Esrange Space Center (short form Esrange) is a rocket range and research centre located about 40 kilometers east of the town of Kiruna in northern Sweden. It is a base for scientific research with high-altitude balloons, investigation of the aurora borealis, sounding rocket launches, and satellite tracking, among other things. Located 200 km north of the Arctic Circle and surrounded by a vast wilderness, its geographic location is ideal for many of these purposes.

Esrange was built in 1964 by ESRO, the European Space Research Organisation, which later became European Space Agency by merging with ELDO, the European Launcher Development Organisation. The first rocket launch from Esrange occurred on 19 November 1966. In 1972, ownership was transferred to the newly started Swedish Space Corporation.

History
In the 1960s Esrange was established as an ESRO sounding rocket launching range located in Kiruna (Sweden). This location was chosen because it was generally agreed that it was important to carry out a sounding rocket programme in the auroral zone, and for this reason it was essential that ESRO equip itself with a suitable range in the northern latitudes. Access to Kiruna was good by air, road and rail, and the launching range was relatively close to the town of Kiruna. Finally and perhaps decisively, Esrange could be located near Kiruna Geophysical Observatory (subsequently renamed to Swedish Institute of Space Physics). In 1972 ownership and operations of the range was transferred to the Swedish Space Corporation.

Name
The name of the facility was originally ESRANGE, which was an abbreviation for ESRO Sounding Rocket Launching Range.

When Swedish Space Corporation took over the range, its name became Esrange (with capital 'E' only).

Esrange Space Center is the name that is currently used for the facility.

Other ways to interpret the name over the years has been European Space and Sounding Rocket Range, and European Space Range.

Rocket activities
There had been Swedish rocket activities previously, mainly at Kronogård (18 launches in the period 1961–1964). However, the rocket activity in Sweden did not gain thrust until after ESRO established Esrange in 1964.

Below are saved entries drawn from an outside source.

// Copyright 2026 Patron Games. All rights reserved.
// "Qui est le Patron?" Simulation Suite - Token Ledger

use serde::{Deserialize, Serialize};

/// Bronze-equivalent value of one silver token.
const SILVER_VALUE: u32 = 10;
/// Bronze-equivalent value of one gold token.
const GOLD_VALUE: u32 = 100;

/// Fixed-denomination company treasury.
///
/// Values are always stored in canonical form: `bronze` and `silver` stay
/// in `[0, 9]` after every mutation, gold is unbounded. All amounts passed
/// to [`add`](Self::add) and [`subtract`](Self::subtract) are expressed in
/// bronze equivalent (`1 silver = 10 bronze`, `1 gold = 100 bronze`).
#[derive(Debug, Clone, Copy, Default, PartialEq, Eq, Serialize, Deserialize)]
pub struct Tokens {
    pub bronze: u32,
    pub silver: u32,
    pub gold: u32,
}

impl Tokens {
    /// Treasury holding `bronze` bronze tokens only.
    pub fn from_bronze(bronze: u32) -> Self {
        let mut tokens = Tokens::default();
        tokens.add(bronze);
        tokens
    }

    /// Total value in bronze equivalent.
    pub fn total(&self) -> u32 {
        self.bronze + self.silver * SILVER_VALUE + self.gold * GOLD_VALUE
    }

    /// Add `amount` (bronze equivalent) and re-collapse to canonical form.
    pub fn add(&mut self, amount: u32) {
        self.set_from_total(self.total() + amount);
    }

    /// Remove `amount` (bronze equivalent).
    ///
    /// Returns `false` and leaves every denomination untouched when the
    /// treasury cannot cover the amount.
    pub fn subtract(&mut self, amount: u32) -> bool {
        let total = self.total();
        if total < amount {
            return false;
        }
        self.set_from_total(total - amount);
        true
    }

    /// Whether the treasury covers `amount` (bronze equivalent).
    pub fn can_afford(&self, amount: u32) -> bool {
        self.total() >= amount
    }

    /// Rewrite the three denominations as the unique canonical
    /// decomposition of `total`.
    fn set_from_total(&mut self, total: u32) {
        self.gold = total / GOLD_VALUE;
        let rest = total % GOLD_VALUE;
        self.silver = rest / SILVER_VALUE;
        self.bronze = rest % SILVER_VALUE;
    }
}

// ---------------------------------------------------------------------------
// Tests
// ---------------------------------------------------------------------------

#[cfg(test)]
mod tests {
    use super::*;
    use proptest::prelude::*;

    #[test]
    fn test_add_normalizes() {
        let mut tokens = Tokens::from_bronze(10);
        assert_eq!((tokens.bronze, tokens.silver, tokens.gold), (0, 1, 0));
        tokens.add(95);
        assert_eq!((tokens.bronze, tokens.silver, tokens.gold), (5, 0, 1));
        assert_eq!(tokens.total(), 105);
    }

    #[test]
    fn test_subtract_success_normalizes() {
        let mut tokens = Tokens::from_bronze(105);
        assert!(tokens.subtract(6));
        assert_eq!(tokens.total(), 99);
        assert_eq!((tokens.bronze, tokens.silver, tokens.gold), (9, 9, 0));
    }

    #[test]
    fn test_subtract_insufficient_leaves_state() {
        let mut tokens = Tokens::from_bronze(37);
        let before = tokens;
        assert!(!tokens.subtract(38));
        assert_eq!(tokens, before, "failed subtract must not mutate");
    }

    #[test]
    fn test_can_afford_is_pure() {
        let tokens = Tokens::from_bronze(20);
        assert!(tokens.can_afford(20));
        assert!(!tokens.can_afford(21));
        assert_eq!(tokens.total(), 20);
    }

    proptest! {
        #[test]
        fn canonical_form_after_every_call(
            ops in proptest::collection::vec((any::<bool>(), 0u32..400), 0..50)
        ) {
            let mut tokens = Tokens::from_bronze(10);
            for (is_add, amount) in ops {
                if is_add {
                    tokens.add(amount);
                } else {
                    let _ = tokens.subtract(amount);
                }
                prop_assert!(tokens.bronze <= 9, "bronze out of canonical range");
                prop_assert!(tokens.silver <= 9, "silver out of canonical range");
                prop_assert_eq!(
                    tokens.total(),
                    tokens.bronze + 10 * tokens.silver + 100 * tokens.gold
                );
            }
        }

        #[test]
        fn oversized_subtract_never_mutates(start in 0u32..500, over in 1u32..500) {
            let mut tokens = Tokens::from_bronze(start);
            let before = tokens;
            prop_assert!(!tokens.subtract(start + over));
            prop_assert_eq!(tokens, before);
        }
    }
}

During the period 1966–1972 ESRO launched more than 150 rockets from Esrange. Most of these were Centaure, Nike Apache, and Skua rockets reaching 100–220 km altitude. They supported many branches of European research, but the emphasis was on atmospheric and ionospheric research.

In 1972 the management of Esrange was transferred to the Swedish Space Corporation (SSC). Gradually the smaller rockets were complemented by larger rockets reaching higher altitudes, achieving weightlessness for a few minutes when the rocket is above the parts of the atmosphere giving an appreciable friction. Three main programmes, Texus, Maser, and Maxus currently dominate the rocket activities at Esrange and support microgravity research for ESA and DLR:

SSC, jointly with DLR, introduced a new launch service with the Suborbital Express programme launched in 2019. Suborbital Express is now integrating the Maser microgravity programme.

More than 500 rockets have been launched from Esrange since 1966. For information on individual rockets, see the List of rockets launched from Esrange.

Esrange has six launchers:
 MAXUS launcher (used for the CASTOR 4B rocket)
 MAN launcher (owned by DLR)
 MRL Launcher (used for the Orion, Nike-Orion, Taurus-Orion, Nike-Black Brant V, Terrier-Black brant rockets)
 Skylark launch tower (used for the VSB 30 rocket)
 FFAR launcher (used for Folding Fin Aircraft Rockets)
 SULO/VIPER launcher (used for Super Loki and VIPER rockets)

Balloon activities
Since 1974, more than 500 high-altitude balloons have been launched from Esrange for research purposes. The launch pad can handle balloons with volumes exceeding 1 million cubic meters.

Satellite services
The arctic latitude of Esrange makes it very suitable for communication with satellites in polar orbits. Esrange Satellite Station is part of a global network with stations in Canada, Alaska, Hawaii, Chile and Australia. This global network is managed from Esrange. 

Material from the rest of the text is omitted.